Un sospetto nuovo caso della misteriosa «sindrome dell’Avana» avrebbe ritardato la visita del vicepresidente degli Stati Uniti, Kamala Harris, in Vietnam, stando a quanto riporta ABC News.

 

Un comunicato dell’ambasciata statunitense ad Hanoi parla un «incidente sanitario anomalo». Secondo ABC, si tratterebbe del primo incidente di questo genere che coinvolge un alto dirigente della superpotenza.

 

Non è possibile avere conferma diretta che l’incidente abbia legami diretti con altri misteriosi sintomi sperimentati da molti altri funzionari statunitensi negli ultimi due anni. 

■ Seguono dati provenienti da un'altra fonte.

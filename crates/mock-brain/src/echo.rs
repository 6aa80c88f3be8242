//! Echo brain implementation - canned replies with recorded requests.

use std::sync::{Arc, Mutex};

use async_trait::async_trait;
use brain_core::{Brain, BrainError, Completion, CompletionRequest, TokenUsage};

/// Model name reported by mock completions.
pub const MOCK_MODEL: &str = "mock-model";

/// A brain that answers without any AI processing.
///
/// Every request is recorded so tests can inspect the prompts the pipeline
/// built. Token usage is approximated as one token per four characters
/// unless fixed with [`EchoBrain::with_usage`].
#[derive(Debug, Clone, Default)]
pub struct EchoBrain {
    /// Fixed reply; defaults to a description of the user message.
    reply: Option<String>,
    /// Fixed usage; defaults to a character-based estimate.
    usage: Option<TokenUsage>,
    requests: Arc<Mutex<Vec<CompletionRequest>>>,
}

impl EchoBrain {
    /// Create a new EchoBrain with the default reply.
    pub fn new() -> Self {
        Self::default()
    }

    /// Create a new EchoBrain that always answers with `reply`.
    pub fn with_reply(reply: impl Into<String>) -> Self {
        Self {
            reply: Some(reply.into()),
            ..Self::default()
        }
    }

    /// Report fixed token counts on every completion.
    pub fn with_usage(mut self, prompt_tokens: u32, completion_tokens: u32) -> Self {
        self.usage = Some(TokenUsage::new(prompt_tokens, completion_tokens));
        self
    }

    /// Requests received so far, oldest first.
    pub fn requests(&self) -> Vec<CompletionRequest> {
        self.requests
            .lock()
            .map(|guard| guard.clone())
            .unwrap_or_default()
    }

    fn reply_for(&self, request: &CompletionRequest) -> String {
        match &self.reply {
            Some(reply) => reply.clone(),
            None => format!(
                "Echo: received {} characters",
                request.user_content().map(|c| c.chars().count()).unwrap_or(0)
            ),
        }
    }
}

fn estimate_tokens(chars: usize) -> u32 {
    chars.div_ceil(4) as u32
}

#[async_trait]
impl Brain for EchoBrain {
    async fn complete(&self, request: CompletionRequest) -> Result<Completion, BrainError> {
        let text = self.reply_for(&request);
        let usage = self.usage.unwrap_or_else(|| {
            TokenUsage::new(
                estimate_tokens(request.content_chars()),
                estimate_tokens(text.chars().count()),
            )
        });

        if let Ok(mut guard) = self.requests.lock() {
            guard.push(request);
        }

        Ok(Completion::new(text, usage, MOCK_MODEL))
    }

    fn name(&self) -> &str {
        "EchoBrain"
    }
}
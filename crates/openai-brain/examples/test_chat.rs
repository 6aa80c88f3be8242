//! Simple smoke test for OpenAiBrain.
//!
//! Run with: cargo run -p openai-brain --example test_chat
//! Or with a custom prompt: cargo run -p openai-brain --example test_chat -- "Your text here"
//!
//! Make sure to set environment variables in .env:
//!   OPENAI_API_KEY - API key for authentication

use openai_brain::{Brain, CompletionRequest, OpenAiBrain};
use std::env;

#[tokio::main]
async fn main() -> Result<(), Box<dyn std::error::Error>> {
    // Load .env file
    let _ = dotenvy::dotenv();

    // Initialize tracing
    tracing_subscriber::fmt::init();

    let args: Vec<String> = env::args().collect();
    let text = if args.len() > 1 {
        args[1..].join(" ")
    } else {
        "Rust is a systems programming language focused on safety and speed.".to_string()
    };

    println!("Initializing OpenAiBrain...");
    let brain = OpenAiBrain::from_env()?;

    println!("Brain initialized: {}", brain.name());
    println!("API URL: {}", brain.config().api_url);
    println!("Model: {}", brain.config().model);
    println!();

    let request = CompletionRequest::new(
        "Create concise executive summaries.",
        format!("Provide a 2-3 paragraph executive summary:\n\n{}", text),
        0.5,
        300,
    );

    println!("Waiting for response...\n");
    let completion = brain.complete(request).await?;
    let cost = brain.config().prices.cost_of(&completion.usage);

    println!("=== Response ===");
    println!("{}", completion.text);
    println!("================");
    println!(
        "Tokens: {} prompt / {} completion | Cost: ${:.6}",
        completion.usage.prompt_tokens, completion.usage.completion_tokens, cost
    );

    Ok(())
}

Il sospetto non è trattato come roba da complottisti

 

Tuttavia, il sospetto – essendoci il potenziale argomento che siano coinvolti i nemici degli USA come la Russia – non è trattato come roba da complottisti.

 

La sindrome dell’Avana è un insieme di  sintomi medici riportati a Cuba a fine 2016 dal personale dell’ambasciata degli Stati Uniti e dell’ambasciata del Canada. Essi sono apparsi successivamente in alcuni altri Paesi, inclusi l’Austria , la Germania e gli stessi USA. Nel 2021, l’amministrazione Biden ha iniziato a chiamarli «incidenti sanitari inspiegabili» o UHI.

 

I funzionari statunitensi stanno indagando su 130 possibili casi UHI. La causa tuttavia è ancora da trovare.

 

I funzionari statunitensi stanno indagando su 130 possibili casi UHI. La causa tuttavia è ancora da trovare

Le agenzie federali hanno annunciato all’inizio di quest’anno che stavano indagando su almeno due possibili incidenti di «attacco ad energia diretta» sul suolo statunitense, uno dei quali sarebbe avvenuto proprio vicino alla Casa Bianca. La CIA e il Pentagono e altre agenzie USA, stanno pure indagando sul misterioso morbo.

 

Nella sindrome dell’Havana, le vittime riferiscono di soffrire di nausea e stanchezza. Alcuni hanno persino sperimentato la perdita dell’udito dopo aver sentito suoni stridenti estremamente forti.

 

Questi strani episodi hanno portato alcuni a credere che gli avversari degli Stati Uniti stessero usando armi soniche o addirittura a microonde, ma non c’è ancora alcuna prova definitiva di tutto ciò.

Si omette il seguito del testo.